The one-year anniversary of the Omaha credit union's closing by federal authorities passed quietly Saturday.
The trial of Lawrence E. King Jr., Franklin's manager and treasurer, and his wife, Alice, is scheduled to start April 1.
King was indicted last May on 40 counts charging him with conspiracy, fraud and income tax evasion. His wife was indicted on 12 counts of conspiracy and fraud. They have pleaded innocent.
Altogether, $39 million in Franklin funds disappeared, officials say. The federal grand jury's indictment charges that $10.2 million went to support the lifestyle of the King family from 1984 until last Nov. 4.
The Kings have been forced to move from their spacious home in a wooded area north of Omaha into a two-story frame house at 2021 Wirt St. that housed the King catering business.
King, 45, who once drove a Mercedes Benz and rode in rented limousines, now drives an old Chevrolet.

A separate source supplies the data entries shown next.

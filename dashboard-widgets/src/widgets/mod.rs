//! Widgets - DOM-bound halves of each dashboard component
//!
//! Every widget degrades to a no-op when its elements are missing.

pub mod globe;
pub mod kpi;
pub mod modal;
pub mod theme_toggle;
pub mod threat_map;
pub mod view_switcher;

use crate::constants;
use crate::dom;
use crate::error::WidgetResult;
use crate::logic::DashboardConfig;

/// Mount every widget the page has elements for.
///
/// A failing widget is logged and does not stop the others.
pub fn mount_all(config: &DashboardConfig) {
    let results: [(&str, WidgetResult<()>); 5] = [
        ("theme toggle", theme_toggle::mount()),
        ("globe", mount_globe(config)),
        ("kpi", kpi::mount(&config.kpi)),
        ("threat map", threat_map::mount_on_page(config)),
        ("view switcher", view_switcher::mount(config)),
    ];

    for (name, result) in results {
        if let Err(e) = result {
            log::warn!("{} failed to mount: {}", name, e);
        }
    }
}

fn mount_globe(config: &DashboardConfig) -> WidgetResult<()> {
    match dom::by_id(constants::GLOBE_CONTAINER_ID) {
        Some(container) => globe::mount(&container, config),
        None => {
            log::debug!("No #{} on page, globe disabled", constants::GLOBE_CONTAINER_ID);
            Ok(())
        }
    }
}
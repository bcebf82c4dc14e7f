//! JS-callable commands
//!
//! Functions exported to the host page through `wasm-bindgen`.

use wasm_bindgen::prelude::*;

use crate::constants;
use crate::dom;
use crate::error::{WidgetError, WidgetResult};
use crate::logic::DashboardConfig;
use crate::logic::theme::Theme;
use crate::widgets;

/// Widget crate version
#[wasm_bindgen]
pub fn version() -> String {
    constants::APP_VERSION.to_string()
}

/// Flip the page theme; returns the new value
#[wasm_bindgen(js_name = toggleTheme)]
pub fn toggle_theme() -> Result<String, JsValue> {
    Ok(widgets::theme_toggle::toggle()?.as_str().to_string())
}

/// Current page theme (`dark` when unset)
#[wasm_bindgen(js_name = currentTheme)]
pub fn current_theme() -> String {
    let attr = dom::document()
        .ok()
        .and_then(|d| d.document_element())
        .and_then(|root| root.get_attribute(constants::THEME_ATTRIBUTE));
    Theme::from_attribute(attr.as_deref()).as_str().to_string()
}

/// Configuration from the page's JSON config block, if any
pub fn page_config() -> WidgetResult<DashboardConfig> {
    let json = dom::by_id(constants::CONFIG_ELEMENT_ID).and_then(|el| el.text_content());
    DashboardConfig::from_json(json.as_deref()).map_err(WidgetError::from)
}

/// Mount every widget present on the page
pub fn mount_dashboard() {
    let config = match page_config() {
        Ok(config) => config,
        Err(e) => {
            log::warn!("Ignoring dashboard config: {}", e);
            DashboardConfig::default()
        }
    };
    log::info!("Mounting dashboard widgets v{}", constants::APP_VERSION);
    widgets::mount_all(&config);
}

He has lost his businesses, one by one.
King, former co-owner of Akasaka Restaurant in the ParkFair shopping mall downtown, has been out of that operation since last November, the other owner said.
The former Cafe Carnavale, 7555 Pacific St., has closed and reopened under a new name and new owner.
The Showcase Lounge, 2229 Lake St., closed and was reopened under an operator who has an agreement with the court-appointed receiver of King's assets.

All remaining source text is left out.